*Problem details:* Each line of the listing where "ApplicationError" appears should be reported.
★ ★ ★ ★
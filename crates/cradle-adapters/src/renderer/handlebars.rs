//! Handlebars renderer.

use handlebars::Handlebars;
use serde_json::Value;
use tracing::{instrument, trace};

use cradle_core::{
    application::{ApplicationError, ports::TemplateRenderer},
    domain::{HelperSet, TemplateId},
    error::CradleResult,
};

use super::helpers;

/// Renders templates with Handlebars in strict mode, without HTML escaping.
///
/// Every call builds its own engine holding exactly the helpers passed in,
/// so renders never observe helpers activated for another scaffold.
#[derive(Debug, Clone, Copy, Default)]
pub struct HandlebarsRenderer;

impl HandlebarsRenderer {
    pub fn new() -> Self {
        Self
    }

    fn engine(helpers: &HelperSet) -> Handlebars<'static> {
        let mut engine = Handlebars::new();
        engine.set_strict_mode(true);
        engine.register_escape_fn(handlebars::no_escape);
        for helper in helpers.iter() {
            helpers::register(&mut engine, helper);
        }
        engine
    }
}

impl TemplateRenderer for HandlebarsRenderer {
    #[instrument(skip(self, source, context, helpers), fields(template = %id))]
    fn render(
        &self,
        id: &TemplateId,
        source: &str,
        context: &Value,
        helpers: &HelperSet,
    ) -> CradleResult<String> {
        let mut engine = Self::engine(helpers);
        let render_error = |reason: String| ApplicationError::TemplateRender {
            id: id.to_string(),
            reason,
        };

        engine
            .register_template_string(id.as_str(), source)
            .map_err(|e| render_error(e.to_string()))?;
        let rendered = engine
            .render(id.as_str(), context)
            .map_err(|e| render_error(e.to_string()))?;

        trace!(bytes = rendered.len(), "Rendered");
        Ok(rendered)
    }
}

#[cfg(test)]
mod tests {
    use serde_json::json;

    use super::*;
    use cradle_core::domain::Helper;
    use cradle_core::error::CradleError;

    fn render(source: &str, context: Value, helpers: &HelperSet) -> CradleResult<String> {
        HandlebarsRenderer::new().render(&"t.hbs".into(), source, &context, helpers)
    }

    #[test]
    fn renders_fields_without_escaping() {
        let out = render(
            "{{name}} <{{email}}>",
            json!({"name": "A & B", "email": "a@b"}),
            &HelperSet::empty(),
        )
        .unwrap();
        assert_eq!(out, "A & B <a@b>");
    }

    #[test]
    fn missing_field_is_render_error() {
        let err = render("{{nope}}", json!({}), &HelperSet::empty()).unwrap_err();
        assert!(matches!(
            err,
            CradleError::Application(ApplicationError::TemplateRender { id, .. }) if id == "t.hbs"
        ));
    }

    #[test]
    fn null_fields_render_empty_and_test_false() {
        let out = render(
            "[{{package}}]{{#if package}}yes{{else}}no{{/if}}",
            json!({"package": null}),
            &HelperSet::empty(),
        )
        .unwrap();
        assert_eq!(out, "[]no");
    }

    #[test]
    fn github_expression_wraps_body() {
        let helpers = HelperSet::empty().with(&[Helper::GithubExpression]);
        let out = render(
            "os: {{#gh_expr}} matrix.os {{/gh_expr}} for {{name}}",
            json!({"name": "widget"}),
            &helpers,
        )
        .unwrap();
        assert_eq!(out, "os: ${{ matrix.os }} for widget");
    }

    #[test]
    fn github_expression_body_can_interpolate() {
        let helpers = HelperSet::empty().with(&[Helper::GithubExpression]);
        let out = render(
            "{{#gh_expr}} env.{{var}} {{/gh_expr}}",
            json!({"var": "NODE_VERSION"}),
            &helpers,
        )
        .unwrap();
        assert_eq!(out, "${{ env.NODE_VERSION }}");
    }

    #[test]
    fn helper_is_absent_unless_requested() {
        let with = HelperSet::empty().with(&[Helper::GithubExpression]);
        let source = "{{#gh_expr}}x{{/gh_expr}}";
        assert_eq!(render(source, json!({}), &with).unwrap(), "${{x}}");

        let without = render(source, json!({}), &HelperSet::empty()).ok();
        assert_ne!(without.as_deref(), Some("${{x}}"));
    }

    #[test]
    fn syntax_error_is_render_error() {
        let err = render("{{#if}}", json!({}), &HelperSet::empty()).unwrap_err();
        assert!(err.to_string().contains("t.hbs"));
    }
}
★ ★ ★ ★
*Output below:*
    application::{ApplicationError, ports::TemplateRenderer},
        let render_error = |reason: String| ApplicationError::TemplateRender {
            CradleError::Application(ApplicationError::TemplateRender { id, .. }) if id == "t.hbs"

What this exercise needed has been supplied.